The group plotted to kidnap Gretchen Whitmer, a Democrat and frequent target of Republican President Donald Trump’s ire, ahead of the November 3 US presidential election, according to an FBI affidavit released on Thursday.
“Our efforts uncovered elaborate plans to endanger the lives of law enforcement officers, government officials and the broader public,” Michigan Attorney General Dana Nessel told a news conference to announce the charges.
Seven people were charged with material support to “terrorism” related to an alleged plot to storm Michigan’s state capitol building, authorities revealed.
Six other men were charged with plotting to kidnap Whitmer at her vacation home, according to a criminal complaint unsealed in a United States federal court.
Nessel announced additional charges against the seven men under the state’s anti-terrorism law. She said that the men, all in custody, were linked to the militia group Wolverine Watchmen.
They are suspected of attempting to identify the homes of law enforcement officers to “target them” and make “threats of violence intended to instigate a civil war”.
They also planned and trained for an operation to attack the Michigan capitol building and to kidnap government officials, including Whitmer, Nessel said.
These charges included material support to “terrorist” acts, membership in a gang, and possessing a firearm while committing a felony, commonly called “felony firearm”, as part of a plot to attack the capitol building.

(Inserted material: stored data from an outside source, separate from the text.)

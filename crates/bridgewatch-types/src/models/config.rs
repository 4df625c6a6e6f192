//! Watchdog configuration models.

use serde::{Deserialize, Serialize};
use std::time::Duration;
use validator::Validate;

/// Full watchdog configuration, stored as `bridgewatch.json` in the data dir.
#[derive(Debug, Clone, Serialize, Deserialize, PartialEq, Default, Validate)]
pub struct WatchdogConfig {
    #[serde(default)]
    #[validate(nested)]
    pub server: ServerConfig,
    #[serde(default)]
    #[validate(nested)]
    pub bridge: BridgeConfig,
    #[serde(default)]
    #[validate(nested)]
    pub registry: RegistryConfig,
    #[serde(default)]
    #[validate(nested)]
    pub refresh: RefreshConfig,
    #[serde(default)]
    #[validate(nested)]
    pub health: HealthConfig,
    #[serde(default)]
    #[validate(nested)]
    pub healing: HealingConfig,
    #[serde(default)]
    #[validate(nested)]
    pub recovery: RecoveryConfig,
    #[serde(default)]
    #[validate(nested)]
    pub alerts: AlertConfig,
}

/// HTTP listener for the daemon itself.
#[derive(Debug, Clone, Serialize, Deserialize, PartialEq, Eq, Validate)]
pub struct ServerConfig {
    #[validate(range(min = 1024_u16))]
    #[serde(default = "default_port")]
    pub port: u16,
    #[validate(length(min = 1_u64))]
    #[serde(default = "default_bind_address")]
    pub bind_address: String,
}

impl Default for ServerConfig {
    fn default() -> Self {
        Self { port: default_port(), bind_address: default_bind_address() }
    }
}

/// Managed bridge service.
#[derive(Debug, Clone, Serialize, Deserialize, PartialEq, Eq, Validate)]
pub struct BridgeConfig {
    /// Base URL of the bridge's HTTP API
    #[validate(url)]
    #[serde(default = "default_bridge_url")]
    pub base_url: String,
    /// Path probed for reachability
    #[serde(default = "default_health_path")]
    pub health_path: String,
    /// Optional bearer token for the bridge API
    #[serde(default, skip_serializing_if = "Option::is_none")]
    pub api_token: Option<String>,
    /// Deadline for each per-account select/fetch call
    #[validate(range(min = 1_u64, max = 120_u64))]
    #[serde(default = "default_request_timeout")]
    pub request_timeout_secs: u64,
    /// Deadline for the health probe
    #[validate(range(min = 1_u64, max = 60_u64))]
    #[serde(default = "default_probe_timeout")]
    pub probe_timeout_secs: u64,
}

impl Default for BridgeConfig {
    fn default() -> Self {
        Self {
            base_url: default_bridge_url(),
            health_path: default_health_path(),
            api_token: None,
            request_timeout_secs: default_request_timeout(),
            probe_timeout_secs: default_probe_timeout(),
        }
    }
}

impl BridgeConfig {
    pub fn health_url(&self) -> String {
        format!("{}{}", self.base_url.trim_end_matches('/'), self.health_path)
    }

    pub const fn request_timeout(&self) -> Duration {
        Duration::from_secs(self.request_timeout_secs)
    }

    pub const fn probe_timeout(&self) -> Duration {
        Duration::from_secs(self.probe_timeout_secs)
    }
}

/// Account registry source.
#[derive(Debug, Clone, Serialize, Deserialize, PartialEq, Eq, Validate)]
pub struct RegistryConfig {
    /// Registry file, relative paths resolve against the data dir
    #[validate(length(min = 1_u64))]
    #[serde(default = "default_registry_file")]
    pub file: String,
}

impl Default for RegistryConfig {
    fn default() -> Self {
        Self { file: default_registry_file() }
    }
}

/// Refresh scheduler.
#[derive(Debug, Clone, Serialize, Deserialize, PartialEq, Eq, Validate)]
pub struct RefreshConfig {
    /// Seconds between scheduled cycles
    #[validate(range(min = 5_u64, max = 86400_u64))]
    #[serde(default = "default_refresh_interval")]
    pub interval_secs: u64,
    /// Pause between accounts inside one cycle
    #[validate(range(max = 60000_u64))]
    #[serde(default = "default_account_delay")]
    pub account_delay_ms: u64,
    /// Run a cycle immediately at startup instead of waiting one interval
    #[serde(default = "default_true")]
    pub run_on_start: bool,
}

impl Default for RefreshConfig {
    fn default() -> Self {
        Self {
            interval_secs: default_refresh_interval(),
            account_delay_ms: default_account_delay(),
            run_on_start: true,
        }
    }
}

impl RefreshConfig {
    pub const fn interval(&self) -> Duration {
        Duration::from_secs(self.interval_secs)
    }

    pub const fn account_delay(&self) -> Duration {
        Duration::from_millis(self.account_delay_ms)
    }
}

/// Health evaluator thresholds.
#[derive(Debug, Clone, Serialize, Deserialize, PartialEq, Validate)]
pub struct HealthConfig {
    #[validate(range(min = 5_u64, max = 3600_u64))]
    #[serde(default = "default_evaluation_interval")]
    pub evaluation_interval_secs: u64,
    /// Snapshots older than this are Stale
    #[validate(range(min = 30_u64, max = 604_800_u64))]
    #[serde(default = "default_staleness")]
    pub staleness_threshold_secs: u64,
    /// Minimum fraction of Fresh active accounts
    #[validate(range(min = 0.01_f64, max = 1.0_f64))]
    #[serde(default = "default_half")]
    pub sync_ratio_threshold: f64,
    /// Fraction of zero-balance accounts counted as a majority
    #[validate(range(min = 0.01_f64, max = 1.0_f64))]
    #[serde(default = "default_half")]
    pub zero_balance_majority: f64,
}

impl Default for HealthConfig {
    fn default() -> Self {
        Self {
            evaluation_interval_secs: default_evaluation_interval(),
            staleness_threshold_secs: default_staleness(),
            sync_ratio_threshold: default_half(),
            zero_balance_majority: default_half(),
        }
    }
}

impl HealthConfig {
    pub const fn evaluation_interval(&self) -> Duration {
        Duration::from_secs(self.evaluation_interval_secs)
    }

    pub fn staleness(&self) -> chrono::Duration {
        window(self.staleness_threshold_secs)
    }
}

/// Auto-healing controller.
#[derive(Debug, Clone, Serialize, Deserialize, PartialEq, Eq, Validate)]
pub struct HealingConfig {
    /// Disable to evaluate and alert without ever dispatching
    #[serde(default = "default_true")]
    pub enabled: bool,
    /// Consecutive unhealthy verdicts before a dispatch
    #[validate(range(min = 1_u32, max = 100_u32))]
    #[serde(default = "default_failure_threshold")]
    pub failure_threshold: u32,
    /// Minimum seconds between dispatch attempts
    #[validate(range(max = 604_800_u64))]
    #[serde(default = "default_cooldown")]
    pub cooldown_secs: u64,
    /// Seconds after a dispatch for health to come back
    #[validate(range(min = 1_u64, max = 604_800_u64))]
    #[serde(default = "default_verification_window")]
    pub verification_window_secs: u64,
    /// Deadline for the dispatch call itself
    #[validate(range(min = 1_u64, max = 120_u64))]
    #[serde(default = "default_request_timeout")]
    pub dispatch_timeout_secs: u64,
}

impl Default for HealingConfig {
    fn default() -> Self {
        Self {
            enabled: true,
            failure_threshold: default_failure_threshold(),
            cooldown_secs: default_cooldown(),
            verification_window_secs: default_verification_window(),
            dispatch_timeout_secs: default_request_timeout(),
        }
    }
}

impl HealingConfig {
    pub fn cooldown(&self) -> chrono::Duration {
        window(self.cooldown_secs)
    }

    pub fn verification_window(&self) -> chrono::Duration {
        window(self.verification_window_secs)
    }

    pub const fn dispatch_timeout(&self) -> Duration {
        Duration::from_secs(self.dispatch_timeout_secs)
    }
}

/// External automation hook that restarts the bridge.
#[derive(Debug, Clone, Serialize, Deserialize, PartialEq, Eq, Default, Validate)]
pub struct RecoveryConfig {
    #[validate(url)]
    #[serde(default, skip_serializing_if = "Option::is_none")]
    pub webhook_url: Option<String>,
    #[serde(default, skip_serializing_if = "Option::is_none")]
    pub auth_token: Option<String>,
}

/// Notification sink.
#[derive(Debug, Clone, Serialize, Deserialize, PartialEq, Eq, Validate)]
pub struct AlertConfig {
    /// Webhook receiving `{severity, message, timestamp}`; log-only when unset
    #[validate(url)]
    #[serde(default, skip_serializing_if = "Option::is_none")]
    pub webhook_url: Option<String>,
    /// Alerts kept in memory for `GET /api/alerts`
    #[validate(range(min = 1_usize, max = 10000_usize))]
    #[serde(default = "default_history_size")]
    pub history_size: usize,
}

impl Default for AlertConfig {
    fn default() -> Self {
        Self { webhook_url: None, history_size: default_history_size() }
    }
}

/// Seconds as a chrono window, capped at one year.
fn window(secs: u64) -> chrono::Duration {
    const MAX_WINDOW_SECS: u64 = 365 * 24 * 60 * 60;
    chrono::Duration::seconds(i64::try_from(secs.min(MAX_WINDOW_SECS)).unwrap_or_default())
}

// Default value functions
pub const fn default_true() -> bool {
    true
}

pub const fn default_port() -> u16 {
    8046
}

pub fn default_bind_address() -> String {
    "127.0.0.1".to_string()
}

pub fn default_bridge_url() -> String {
    "http://127.0.0.1:8000".to_string()
}

pub fn default_health_path() -> String {
    "/health".to_string()
}

pub fn default_registry_file() -> String {
    "accounts.json".to_string()
}

pub const fn default_request_timeout() -> u64 {
    10
}

pub const fn default_probe_timeout() -> u64 {
    5
}

pub const fn default_refresh_interval() -> u64 {
    120
}

pub const fn default_account_delay() -> u64 {
    2000
}

pub const fn default_evaluation_interval() -> u64 {
    60
}

pub const fn default_staleness() -> u64 {
    900 // 15 minutes
}

pub const fn default_half() -> f64 {
    0.5
}

pub const fn default_failure_threshold() -> u32 {
    3
}

pub const fn default_cooldown() -> u64 {
    300 // 5 minutes
}

pub const fn default_verification_window() -> u64 {
    90
}

pub const fn default_history_size() -> usize {
    100
}
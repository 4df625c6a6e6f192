//! Typed error definitions for Bridgewatch.
//!
//! Every error is serializable so it can be surfaced through the status API.

mod bridge;
mod config;
mod recovery;

pub use bridge::{BridgeError, ProbeError};
pub use config::ConfigError;
pub use recovery::DispatchError;
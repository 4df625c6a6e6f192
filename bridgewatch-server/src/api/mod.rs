//! API Routes
//!
//! REST endpoints for the web application and the operator CLI.

mod accounts;
pub(crate) mod config;
mod sync;
mod watchdog;

#[cfg(test)]
mod watchdog_tests;

use axum::{
    http::StatusCode,
    response::{IntoResponse, Json},
    routing::{get, post},
    Router,
};

use crate::state::AppState;

pub fn router() -> Router<AppState> {
    Router::new()
        // Accounts (served from cache only)
        .route("/accounts/summary", get(accounts::get_accounts_summary))
        // Sync
        .route("/sync/force", post(sync::force_sync))
        // Healing
        .route("/heal/force", post(watchdog::force_heal))
        .route("/watchdog/status", get(watchdog::get_watchdog_status))
        .route("/watchdog/reset", post(watchdog::reset_watchdog))
        .route("/health/verdict", get(watchdog::get_health_verdict))
        .route("/alerts", get(watchdog::get_alerts))
        // Config
        .route("/config", get(config::get_config))
        // API fallback: return 404 for unknown API endpoints
        .fallback(api_not_found)
}

async fn api_not_found() -> impl IntoResponse {
    (StatusCode::NOT_FOUND, Json(serde_json::json!({"error": "Not found"})))
}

Whitmer has been praised but also deeply criticised for the state’s response to the coronavirus. She put major restrictions on personal movement throughout the state and on the economy, although many of those limits have been lifted.
At the onset of the restrictions, militia groups protested at the Michigan State Capitol, brandishing assault rifles and other weapons.
A protester raises his fist during a rally against Michigan’s coronavirus stay-at-home order at the State Capitol in Lansing, Michigan on Thursday [File: Paul Sancya/AP Photo] Court ruling unsealed
Four of the six men accused of the kidnapping plot had planned to meet Wednesday to “make a payment on explosives and exchange tactical gear,” the FBI said in the court filing unsealed earlier on Thursday.
The FBI quoted one of the accused as saying Whitmer “has no checks and balances at all. She has uncontrolled power right now. All good things must come to an end.”
The government used informants and undercover agents to thwart the alleged plot. The criminal complaint said the plan involved Whitmer and her second home in northern Michigan.
Nessel said the operation was a “joint effort” and thanked “hundreds” of law enforcement officers for their cooperation.
Nessel was joined by attorneys and law enforcement from across Michigan, and FBI Assistant Special Agent-in-Charge Josh Hauxhurst, who called the alleged conspirators “extremists”.
Michigan State Police (MSP) Colonel Joseph Gasper said the case, which involved surveilling residents of both Michigan and Delaware, was “one of the largest cases … the MSP has been involved in”.
Through electronic communications, two of the alleged conspirators “agreed to unite others in their cause and take violent action against multiple state governments that they believe are violating the U.S. Constitution,” the FBI said in the filing.
Michigan Attorney General Dana Nessel addresses the media during a news conference in Lansing, Michigan [File: David Eggert/AP Photo]The criminal complaint identified the six as Adam Fox, Ty Garbin, Kaleb Franks, Daniel Harris, and Brandon Caserta, all of Michigan, and Barry Croft of Delaware.
Fox said he needed 200 men to storm the capitol building in Lansing and take hostages, including the governor, according to the FBI.
He said he wanted to try Whitmer for “treason” and would execute the plan before the November 3 election, the government said.